● Instructions for the task
Using the listing below, report all lines holding the word "Element".

------------------------------------

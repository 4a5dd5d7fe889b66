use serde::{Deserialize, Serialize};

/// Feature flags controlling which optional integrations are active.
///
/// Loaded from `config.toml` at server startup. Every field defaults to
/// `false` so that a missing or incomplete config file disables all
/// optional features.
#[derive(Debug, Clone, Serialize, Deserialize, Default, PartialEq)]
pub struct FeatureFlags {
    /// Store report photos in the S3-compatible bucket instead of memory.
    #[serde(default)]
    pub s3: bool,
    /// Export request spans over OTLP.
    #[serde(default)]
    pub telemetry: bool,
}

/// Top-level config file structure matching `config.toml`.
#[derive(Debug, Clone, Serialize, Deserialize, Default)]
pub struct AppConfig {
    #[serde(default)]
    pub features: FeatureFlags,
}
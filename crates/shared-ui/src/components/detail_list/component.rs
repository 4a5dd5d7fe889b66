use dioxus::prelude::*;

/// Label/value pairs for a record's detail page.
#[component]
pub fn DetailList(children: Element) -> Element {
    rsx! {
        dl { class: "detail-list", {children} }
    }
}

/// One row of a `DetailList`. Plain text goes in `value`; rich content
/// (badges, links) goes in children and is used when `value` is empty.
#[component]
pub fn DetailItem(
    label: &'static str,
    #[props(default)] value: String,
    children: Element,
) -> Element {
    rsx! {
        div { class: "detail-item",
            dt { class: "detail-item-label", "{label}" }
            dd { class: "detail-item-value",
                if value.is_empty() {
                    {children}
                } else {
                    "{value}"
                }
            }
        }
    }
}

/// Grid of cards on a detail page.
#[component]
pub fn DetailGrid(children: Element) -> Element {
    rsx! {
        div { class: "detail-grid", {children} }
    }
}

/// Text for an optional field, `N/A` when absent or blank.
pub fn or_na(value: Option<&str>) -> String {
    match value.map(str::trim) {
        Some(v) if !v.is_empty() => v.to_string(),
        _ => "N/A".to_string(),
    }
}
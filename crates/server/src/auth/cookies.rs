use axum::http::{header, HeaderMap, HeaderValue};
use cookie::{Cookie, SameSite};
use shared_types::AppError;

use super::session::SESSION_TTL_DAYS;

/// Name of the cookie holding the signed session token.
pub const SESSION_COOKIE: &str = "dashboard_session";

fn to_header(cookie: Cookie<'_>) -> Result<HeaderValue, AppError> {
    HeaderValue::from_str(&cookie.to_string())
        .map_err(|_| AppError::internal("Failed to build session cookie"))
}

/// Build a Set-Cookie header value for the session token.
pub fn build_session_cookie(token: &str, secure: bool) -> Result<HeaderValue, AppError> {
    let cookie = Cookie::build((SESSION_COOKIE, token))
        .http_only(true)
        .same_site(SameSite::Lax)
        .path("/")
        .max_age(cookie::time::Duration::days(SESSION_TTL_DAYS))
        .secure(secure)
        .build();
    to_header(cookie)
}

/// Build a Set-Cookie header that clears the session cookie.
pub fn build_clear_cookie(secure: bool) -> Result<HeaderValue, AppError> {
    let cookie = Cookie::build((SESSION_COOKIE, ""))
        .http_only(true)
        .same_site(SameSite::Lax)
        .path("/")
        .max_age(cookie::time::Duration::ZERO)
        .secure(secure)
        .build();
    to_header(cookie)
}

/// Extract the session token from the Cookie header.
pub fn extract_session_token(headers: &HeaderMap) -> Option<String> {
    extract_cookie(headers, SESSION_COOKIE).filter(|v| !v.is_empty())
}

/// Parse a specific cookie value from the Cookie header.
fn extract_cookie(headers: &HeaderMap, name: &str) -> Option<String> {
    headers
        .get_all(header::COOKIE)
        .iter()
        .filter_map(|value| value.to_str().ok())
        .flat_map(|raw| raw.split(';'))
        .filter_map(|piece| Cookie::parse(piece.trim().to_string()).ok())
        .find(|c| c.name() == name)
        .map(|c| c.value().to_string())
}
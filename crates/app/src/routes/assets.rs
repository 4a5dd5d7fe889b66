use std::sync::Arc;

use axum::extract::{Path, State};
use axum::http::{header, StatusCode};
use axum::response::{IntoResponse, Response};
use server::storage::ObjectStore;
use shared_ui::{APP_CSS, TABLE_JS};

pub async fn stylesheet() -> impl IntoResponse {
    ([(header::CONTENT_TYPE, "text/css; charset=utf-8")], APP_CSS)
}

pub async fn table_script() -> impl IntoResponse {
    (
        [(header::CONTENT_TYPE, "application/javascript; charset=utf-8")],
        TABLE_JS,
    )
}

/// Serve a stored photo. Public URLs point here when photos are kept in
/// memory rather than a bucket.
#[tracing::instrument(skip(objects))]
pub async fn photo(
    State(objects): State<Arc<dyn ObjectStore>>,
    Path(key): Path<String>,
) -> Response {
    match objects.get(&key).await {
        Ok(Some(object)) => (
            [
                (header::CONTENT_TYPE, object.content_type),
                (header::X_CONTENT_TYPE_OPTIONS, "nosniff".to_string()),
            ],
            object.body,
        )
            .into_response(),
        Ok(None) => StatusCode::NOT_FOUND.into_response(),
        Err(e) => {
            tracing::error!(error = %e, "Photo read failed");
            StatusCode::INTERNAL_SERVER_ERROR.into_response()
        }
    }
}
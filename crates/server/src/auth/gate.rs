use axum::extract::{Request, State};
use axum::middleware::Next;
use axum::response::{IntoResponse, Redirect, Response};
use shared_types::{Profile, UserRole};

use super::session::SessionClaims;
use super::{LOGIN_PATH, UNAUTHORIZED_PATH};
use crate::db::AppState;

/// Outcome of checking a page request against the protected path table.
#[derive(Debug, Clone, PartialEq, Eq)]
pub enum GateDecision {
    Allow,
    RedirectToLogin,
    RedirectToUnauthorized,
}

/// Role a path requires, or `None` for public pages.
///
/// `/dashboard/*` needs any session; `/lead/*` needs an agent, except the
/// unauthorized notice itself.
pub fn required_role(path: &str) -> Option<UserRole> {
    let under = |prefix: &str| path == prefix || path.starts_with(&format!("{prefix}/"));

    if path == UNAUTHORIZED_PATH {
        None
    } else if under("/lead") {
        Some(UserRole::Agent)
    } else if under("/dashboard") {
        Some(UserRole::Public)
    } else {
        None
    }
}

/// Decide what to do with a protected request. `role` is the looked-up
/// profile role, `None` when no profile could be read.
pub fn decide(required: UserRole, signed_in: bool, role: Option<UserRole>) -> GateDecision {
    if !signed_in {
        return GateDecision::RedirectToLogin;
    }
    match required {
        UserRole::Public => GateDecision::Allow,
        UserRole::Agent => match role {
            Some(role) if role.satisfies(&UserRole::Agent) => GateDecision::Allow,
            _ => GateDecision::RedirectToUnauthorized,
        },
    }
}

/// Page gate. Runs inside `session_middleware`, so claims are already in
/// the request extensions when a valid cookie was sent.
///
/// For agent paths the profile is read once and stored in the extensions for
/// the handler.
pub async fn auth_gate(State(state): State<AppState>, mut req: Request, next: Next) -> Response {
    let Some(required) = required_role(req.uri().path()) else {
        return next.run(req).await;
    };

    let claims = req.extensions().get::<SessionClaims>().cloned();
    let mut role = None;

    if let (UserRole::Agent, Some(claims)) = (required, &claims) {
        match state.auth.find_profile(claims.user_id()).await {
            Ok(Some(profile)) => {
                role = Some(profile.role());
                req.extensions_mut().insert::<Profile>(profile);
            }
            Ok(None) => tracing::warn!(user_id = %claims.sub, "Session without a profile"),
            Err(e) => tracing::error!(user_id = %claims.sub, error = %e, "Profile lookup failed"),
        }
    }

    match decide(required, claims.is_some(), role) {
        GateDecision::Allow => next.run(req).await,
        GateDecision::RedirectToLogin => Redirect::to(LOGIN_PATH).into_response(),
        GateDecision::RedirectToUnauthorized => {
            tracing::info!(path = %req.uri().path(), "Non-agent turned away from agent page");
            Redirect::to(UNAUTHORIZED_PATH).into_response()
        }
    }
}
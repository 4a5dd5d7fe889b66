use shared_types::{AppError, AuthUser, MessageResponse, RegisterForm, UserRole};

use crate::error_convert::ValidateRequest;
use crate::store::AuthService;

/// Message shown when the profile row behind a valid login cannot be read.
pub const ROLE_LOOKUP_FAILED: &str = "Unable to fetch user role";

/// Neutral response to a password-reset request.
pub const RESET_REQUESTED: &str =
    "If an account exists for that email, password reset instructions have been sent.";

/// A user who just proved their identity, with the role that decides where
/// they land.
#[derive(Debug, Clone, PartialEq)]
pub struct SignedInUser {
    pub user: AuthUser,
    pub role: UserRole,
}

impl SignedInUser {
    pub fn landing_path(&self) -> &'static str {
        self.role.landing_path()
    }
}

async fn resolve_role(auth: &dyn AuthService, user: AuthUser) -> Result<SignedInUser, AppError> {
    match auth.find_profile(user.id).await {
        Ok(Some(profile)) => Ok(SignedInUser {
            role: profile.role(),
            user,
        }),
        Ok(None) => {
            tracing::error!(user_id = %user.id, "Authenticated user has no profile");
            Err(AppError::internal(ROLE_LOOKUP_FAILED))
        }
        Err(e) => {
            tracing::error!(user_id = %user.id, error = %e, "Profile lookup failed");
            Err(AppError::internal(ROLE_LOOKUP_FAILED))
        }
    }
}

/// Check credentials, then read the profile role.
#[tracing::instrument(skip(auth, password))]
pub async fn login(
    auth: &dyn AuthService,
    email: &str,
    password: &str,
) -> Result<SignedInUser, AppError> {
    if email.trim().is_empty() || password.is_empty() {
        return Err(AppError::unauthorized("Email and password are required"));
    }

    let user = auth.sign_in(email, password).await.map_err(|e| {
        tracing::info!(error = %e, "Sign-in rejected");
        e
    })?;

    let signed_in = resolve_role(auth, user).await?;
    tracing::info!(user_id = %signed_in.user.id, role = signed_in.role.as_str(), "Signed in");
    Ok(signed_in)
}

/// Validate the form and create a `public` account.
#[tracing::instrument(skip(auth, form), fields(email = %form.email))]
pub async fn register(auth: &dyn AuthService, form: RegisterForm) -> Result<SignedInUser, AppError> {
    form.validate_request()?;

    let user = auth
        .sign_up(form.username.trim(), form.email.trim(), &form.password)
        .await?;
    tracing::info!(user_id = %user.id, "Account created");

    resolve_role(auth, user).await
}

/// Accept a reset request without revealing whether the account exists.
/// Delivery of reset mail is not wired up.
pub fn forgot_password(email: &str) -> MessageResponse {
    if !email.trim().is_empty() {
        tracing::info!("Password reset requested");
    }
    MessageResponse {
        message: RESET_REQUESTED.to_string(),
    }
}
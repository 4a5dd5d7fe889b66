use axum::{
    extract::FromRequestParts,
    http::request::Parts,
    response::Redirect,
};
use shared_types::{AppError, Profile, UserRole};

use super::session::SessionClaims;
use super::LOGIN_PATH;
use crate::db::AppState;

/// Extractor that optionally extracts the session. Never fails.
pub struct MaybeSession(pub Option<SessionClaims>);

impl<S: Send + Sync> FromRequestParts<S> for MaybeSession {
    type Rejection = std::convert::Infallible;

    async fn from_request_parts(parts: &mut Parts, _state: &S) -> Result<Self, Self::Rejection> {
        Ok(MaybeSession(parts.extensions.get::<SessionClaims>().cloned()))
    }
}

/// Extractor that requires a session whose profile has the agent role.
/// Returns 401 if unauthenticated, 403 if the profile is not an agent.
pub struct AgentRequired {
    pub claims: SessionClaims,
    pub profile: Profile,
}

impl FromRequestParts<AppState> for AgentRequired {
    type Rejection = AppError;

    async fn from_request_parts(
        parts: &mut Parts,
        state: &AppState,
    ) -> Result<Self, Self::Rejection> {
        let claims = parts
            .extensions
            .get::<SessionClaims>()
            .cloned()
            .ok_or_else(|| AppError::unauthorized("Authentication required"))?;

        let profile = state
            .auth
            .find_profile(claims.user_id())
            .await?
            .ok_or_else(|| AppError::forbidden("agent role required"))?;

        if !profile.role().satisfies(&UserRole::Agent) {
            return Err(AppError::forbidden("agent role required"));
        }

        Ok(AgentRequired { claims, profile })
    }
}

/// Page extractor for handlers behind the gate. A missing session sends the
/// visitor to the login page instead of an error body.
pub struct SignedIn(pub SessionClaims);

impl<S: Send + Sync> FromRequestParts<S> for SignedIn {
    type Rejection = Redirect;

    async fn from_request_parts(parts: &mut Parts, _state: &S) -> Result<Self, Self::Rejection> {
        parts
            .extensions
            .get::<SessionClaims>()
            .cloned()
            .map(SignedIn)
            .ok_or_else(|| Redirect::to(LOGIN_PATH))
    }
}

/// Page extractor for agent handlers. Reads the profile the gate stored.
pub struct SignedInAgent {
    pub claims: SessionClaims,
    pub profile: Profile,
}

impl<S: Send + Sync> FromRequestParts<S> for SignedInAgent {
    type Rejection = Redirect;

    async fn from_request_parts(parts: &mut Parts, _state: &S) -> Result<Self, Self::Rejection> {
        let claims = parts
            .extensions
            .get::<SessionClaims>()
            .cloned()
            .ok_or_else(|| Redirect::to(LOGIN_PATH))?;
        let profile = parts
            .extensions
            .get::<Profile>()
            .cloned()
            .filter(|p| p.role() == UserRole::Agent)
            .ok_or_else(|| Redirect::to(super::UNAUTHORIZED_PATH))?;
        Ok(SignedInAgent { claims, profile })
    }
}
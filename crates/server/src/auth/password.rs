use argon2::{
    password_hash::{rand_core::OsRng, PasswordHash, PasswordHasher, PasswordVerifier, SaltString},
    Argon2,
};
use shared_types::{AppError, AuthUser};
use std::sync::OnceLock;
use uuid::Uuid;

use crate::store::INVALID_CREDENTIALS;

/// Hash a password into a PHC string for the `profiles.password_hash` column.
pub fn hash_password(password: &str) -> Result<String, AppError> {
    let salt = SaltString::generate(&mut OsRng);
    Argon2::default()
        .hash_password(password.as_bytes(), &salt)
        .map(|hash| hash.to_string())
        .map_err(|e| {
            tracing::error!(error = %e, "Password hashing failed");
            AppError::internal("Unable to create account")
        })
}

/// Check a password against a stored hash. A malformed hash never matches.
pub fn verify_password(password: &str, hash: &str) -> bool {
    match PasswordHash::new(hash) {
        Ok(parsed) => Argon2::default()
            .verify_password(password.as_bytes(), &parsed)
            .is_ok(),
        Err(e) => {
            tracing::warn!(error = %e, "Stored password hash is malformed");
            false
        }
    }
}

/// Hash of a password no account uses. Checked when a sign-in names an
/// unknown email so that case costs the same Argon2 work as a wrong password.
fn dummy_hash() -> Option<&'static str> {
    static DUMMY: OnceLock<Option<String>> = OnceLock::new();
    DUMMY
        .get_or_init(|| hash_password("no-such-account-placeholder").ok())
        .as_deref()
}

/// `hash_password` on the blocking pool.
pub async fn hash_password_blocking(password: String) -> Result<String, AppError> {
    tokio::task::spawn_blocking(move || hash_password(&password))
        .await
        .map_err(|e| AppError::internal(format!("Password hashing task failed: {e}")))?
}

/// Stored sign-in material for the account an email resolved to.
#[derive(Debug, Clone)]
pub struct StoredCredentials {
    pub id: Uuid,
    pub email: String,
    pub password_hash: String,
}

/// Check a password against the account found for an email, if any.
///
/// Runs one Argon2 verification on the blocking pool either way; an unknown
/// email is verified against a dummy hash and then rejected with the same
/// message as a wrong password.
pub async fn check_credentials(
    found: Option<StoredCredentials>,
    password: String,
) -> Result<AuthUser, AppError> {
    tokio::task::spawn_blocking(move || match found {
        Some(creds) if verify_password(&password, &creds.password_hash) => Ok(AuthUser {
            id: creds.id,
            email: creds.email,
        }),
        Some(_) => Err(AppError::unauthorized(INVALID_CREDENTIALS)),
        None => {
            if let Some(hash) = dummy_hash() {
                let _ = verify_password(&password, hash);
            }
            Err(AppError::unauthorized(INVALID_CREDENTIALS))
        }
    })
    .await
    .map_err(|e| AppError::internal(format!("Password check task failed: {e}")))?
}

------------------------------------

● Completed task
pub fn DetailList(children: Element) -> Element {
    children: Element,
) -> Element {
pub fn DetailGrid(children: Element) -> Element {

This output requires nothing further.